Stored data

//! Operational limits loader
//!
//! Reads the per-sensor range table exported from the fleet mapping:
//!
//! ```text
//! machineName:sensorName,operationalHigh,operationalLow
//! GTM2:BearingTemp,95.0,10.0
//! ```
//!
//! The first row is always treated as a header. Rows that are short,
//! unparseable, or inverted (`high < low`) are skipped with a warning; they
//! never abort the load.

use std::path::{Path, PathBuf};
use thiserror::Error;
use tracing::{info, warn};

use crate::types::{LimitsRegistry, OperationalLimit};

#[derive(Debug, Error)]
pub enum LimitsError {
    #[error("Failed to read limits file {}: {source}", .path.display())]
    Io {
        path: PathBuf,
        source: std::io::Error,
    },

    #[error("Limits file {} is empty", .0.display())]
    Empty(PathBuf),
}

/// Counts from one load, for startup logging.
#[derive(Debug, Clone, Copy, Default, PartialEq, Eq)]
pub struct LoadStats {
    pub loaded: usize,
    pub skipped: usize,
}

/// Load limits from a CSV file.
pub fn load_limits(path: &Path) -> Result<LimitsRegistry, LimitsError> {
    let contents = std::fs::read_to_string(path).map_err(|source| LimitsError::Io {
        path: path.to_path_buf(),
        source,
    })?;
    if contents.trim().is_empty() {
        return Err(LimitsError::Empty(path.to_path_buf()));
    }

    let (registry, stats) = parse_limits(&contents);
    info!(
        path = %path.display(),
        loaded = stats.loaded,
        skipped = stats.skipped,
        "Loaded {} operational limits",
        stats.loaded
    );
    Ok(registry)
}

/// Parse limits from CSV text. The first line is the header.
pub fn parse_limits(contents: &str) -> (LimitsRegistry, LoadStats) {
    let mut registry = LimitsRegistry::new();
    let mut stats = LoadStats::default();

    for (line_no, line) in contents.lines().enumerate().skip(1) {
        if line.trim().is_empty() {
            continue;
        }
        let fields = csv_split(line);
        if fields.len() < 3 {
            stats.skipped += 1;
            continue;
        }

        let sensor_id = fields[0].trim();
        let Some(high) = parse_bound(sensor_id, "high", &fields[1], line_no) else {
            stats.skipped += 1;
            continue;
        };
        let Some(low) = parse_bound(sensor_id, "low", &fields[2], line_no) else {
            stats.skipped += 1;
            continue;
        };

        if high < low {
            warn!(
                sensor = sensor_id,
                line = line_no + 1,
                "Operational high {} is below low {}, skipping",
                high,
                low
            );
            stats.skipped += 1;
            continue;
        }

        registry.insert(sensor_id, OperationalLimit::new(low, high));
        stats.loaded += 1;
    }

    (registry, stats)
}

fn parse_bound(sensor_id: &str, which: &str, raw: &str, line_no: usize) -> Option<f64> {
    match raw.trim().parse::<f64>() {
        Ok(v) if v.is_finite() => Some(v),
        _ => {
            warn!(
                sensor = sensor_id,
                line = line_no + 1,
                "Invalid {} value {:?}, skipping",
                which,
                raw
            );
            None
        }
    }
}

/// Split a CSV line respecting quoted fields (handles commas inside quotes).
fn csv_split(line: &str) -> Vec<String> {
    let mut fields = Vec::new();
    let mut current = String::new();
    let mut in_quotes = false;
    let mut chars = line.chars().peekable();

    while let Some(ch) = chars.next() {
        match ch {
            '"' => {
                if in_quotes {
                    // Escaped quote ("")
                    if chars.peek() == Some(&'"') {
                        current.push('"');
                        chars.next();
                    } else {
                        in_quotes = false;
                    }
                } else {
                    in_quotes = true;
                }
            }
            ',' if !in_quotes => {
                fields.push(std::mem::take(&mut current));
            }
            _ => current.push(ch),
        }
    }
    fields.push(current);
    fields
}
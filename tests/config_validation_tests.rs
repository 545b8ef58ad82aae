//! Config Validation Tests
//!
//! Loads TOML tuning files from disk and checks that invalid tunings are
//! rejected before an engine is built.

use std::io::Write;

use pdm_trends::config::{ConfigError, TrendConfig};

fn write_toml(contents: &str) -> tempfile::NamedTempFile {
    let mut file = tempfile::Builder::new().suffix(".toml").tempfile().unwrap();
    file.write_all(contents.as_bytes()).unwrap();
    file
}

#[test]
fn file_overrides_only_named_values() {
    let file = write_toml(
        r#"
[window]
capacity = 250

[aggregation]
at_risk_horizon_secs = 1200
"#,
    );
    let config = TrendConfig::load_from_file(file.path()).unwrap();

    assert_eq!(config.window.capacity, 250);
    assert_eq!(config.aggregation.at_risk_horizon_secs, 1200);
    assert_eq!(config.analysis, TrendConfig::default().analysis);
    assert_eq!(config.schedule.interval_secs, 10);
}

#[test]
fn empty_file_is_the_default_tuning() {
    let file = write_toml("");
    assert_eq!(TrendConfig::load_from_file(file.path()).unwrap(), TrendConfig::default());
}

#[test]
fn window_smaller_than_min_points_is_rejected() {
    let file = write_toml(
        r#"
[window]
capacity = 2

[analysis]
min_points = 3
"#,
    );
    match TrendConfig::load_from_file(file.path()) {
        Err(ConfigError::Validation(errors)) => {
            assert_eq!(errors.len(), 1);
            assert!(errors[0].contains("window.capacity"));
        }
        other => panic!("expected validation error, got {:?}", other),
    }
}

#[test]
fn every_violation_is_reported_together() {
    let file = write_toml(
        r#"
[analysis]
warning_band_low_pct = 90.0
warning_band_high_pct = 10.0

[schedule]
interval_secs = 0
"#,
    );
    match TrendConfig::load_from_file(file.path()) {
        Err(ConfigError::Validation(errors)) => assert_eq!(errors.len(), 2),
        other => panic!("expected validation error, got {:?}", other),
    }
}

#[test]
fn zero_stable_slope_epsilon_is_rejected() {
    let file = write_toml(
        r#"
[analysis]
stable_slope_epsilon = 0.0
"#,
    );
    match TrendConfig::load_from_file(file.path()) {
        Err(ConfigError::Validation(errors)) => {
            assert_eq!(errors.len(), 1);
            assert!(errors[0].contains("stable_slope_epsilon"));
        }
        other => panic!("expected validation error, got {:?}", other),
    }

    let mut config = TrendConfig::default();
    config.analysis.stable_slope_epsilon = f64::NAN;
    assert!(config.validate().is_err());
}

#[test]
fn malformed_toml_is_a_parse_error() {
    let file = write_toml("[window\ncapacity = ");
    assert!(matches!(
        TrendConfig::load_from_file(file.path()),
        Err(ConfigError::Parse { .. })
    ));
}

#[test]
fn written_config_loads_back() {
    let mut config = TrendConfig::default();
    config.health.stability_bonus = 5.0;
    config.server.addr = "127.0.0.1:9000".to_string();

    let file = write_toml(&config.to_toml().unwrap());
    assert_eq!(TrendConfig::load_from_file(file.path()).unwrap(), config);
}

● TASK OBJECTIVE
Would you filter the records and copy out each line containing "that"?

● EXERCISE ANSWER
//! The first row is always treated as a header. Rows that are short,
//! Loads TOML tuning files from disk and checks that invalid tunings are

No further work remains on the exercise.